Modelo naturalista alternativo
Los 33 investigadores señalan que existen problemas de tiempo adicionales para la explosión del Cámbrico y para otros eventos de especiación masiva en la historia de la Tierra. Explican por qué no es posible que la vida precámbrica basada en la Tierra evolucione, sin ninguna historia mensurable, en tantos filos simultáneamente al comienzo del período Cámbrico. Para sortear las limitaciones de espacio y tiempo de la Tierra para un origen naturalista y una historia de la vida, los investigadores proponen un modelo de biología cósmica. Describiré y criticaré su modelo y propondré un modelo alternativo la próxima semana, pero por ahora, podemos concluir que el progreso de la ciencia no afirma la evolución naturalista basada en la Tierra.

notas finales

  1. Hugo Ross, “La explosión cámbrica se vuelve más explosiva,” La nueva razón para creer de hoy (Blog) Razones para creer, 17 de enero de 2022, https://reasons.org/explore/blogs/todays-new-reason-to-believe/cambrian-explosion-becomes-more-explosive; Caballo, “¿De dónde vino el oxígeno del Cámbrico?La nueva razón para creer de hoy (Blog) Razones para creer, 24 de enero de 2022, https://reasons.org/explore/blogs/todays-new-reason-to-believe/where-did-the-cambrian-oxygen-come-from; Caballo, “Los ojos complejos y diversos de las criaturas del Cámbrico refuerzan la narrativa de la creación,” La nueva razón para creer de hoy (Blog) Razones para creer25 de enero de 2021, https://reasons.org/explore/blogs/todays-new-reason-to-believe/cambrian-creatures-diverse-complex-eyes-reinforce-creation-narrative.
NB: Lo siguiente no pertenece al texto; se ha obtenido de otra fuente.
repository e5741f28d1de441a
pub mod handlers;
pub mod routes;
pub mod state;

pub use routes::create_router;
pub use state::AppState;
  2. Edward J. Steele et al., “Causa de la explosión cámbrica: ¿terrestre o cósmica?” Avances en Biofísica y Biología Molecular 136 (agosto de 2018): 3–23, doi:10.1016/j.pbiomolbio.2018.03.004.
  3. Margaret R O’Leary, Anaxágoras y el origen de la teoría de la panspermia (Bloomington, IN: iUniverse, 2008).
  4. N Chandra Wickramasinghe, Dayal T Wickramasinghe y Edward J Steele, “Capítulo dos: ¿Panspermia cometaria y el origen de la vida?” Avances en Genética 106 (7 de julio de 2020): 5, doi:10.1016/bs.adgen.2020.03.003.
  5. Craig E. Manning, Stephen J. Mojzsis y T. Mark Harrison, “Geología, edad y origen de las rocas supracrustales en Akilia, oeste de Groenlandia”. Revista americana de ciencia 306, nº 5 (mayo 2006): 303-366, doi:10.2475/05.2006.02.
  6. Elizabeth A. Bell et al., “Carbono potencialmente biogénico conservado en un zircón de 4100 millones de años” Actas de la Academia Nacional de Ciencias de EE. UU. 112, n.º 47 (19 de octubre de 2015): 14518-14521, doi:10.1073/pnas.1517557112.
  7. Matthew S. Dodd et al., “Evidencia de vida temprana en los precipitados de ventilación hidrotermal más antiguos de la Tierra”, Naturaleza 543 (2 de marzo de 2017): 60-64, doi:10.1038/naturaleza21377.
  8. Niles Eldredge, El triunfo de la evolución y el fracaso del creacionismo (Nueva York: WH Freeman, 2000), 35-36.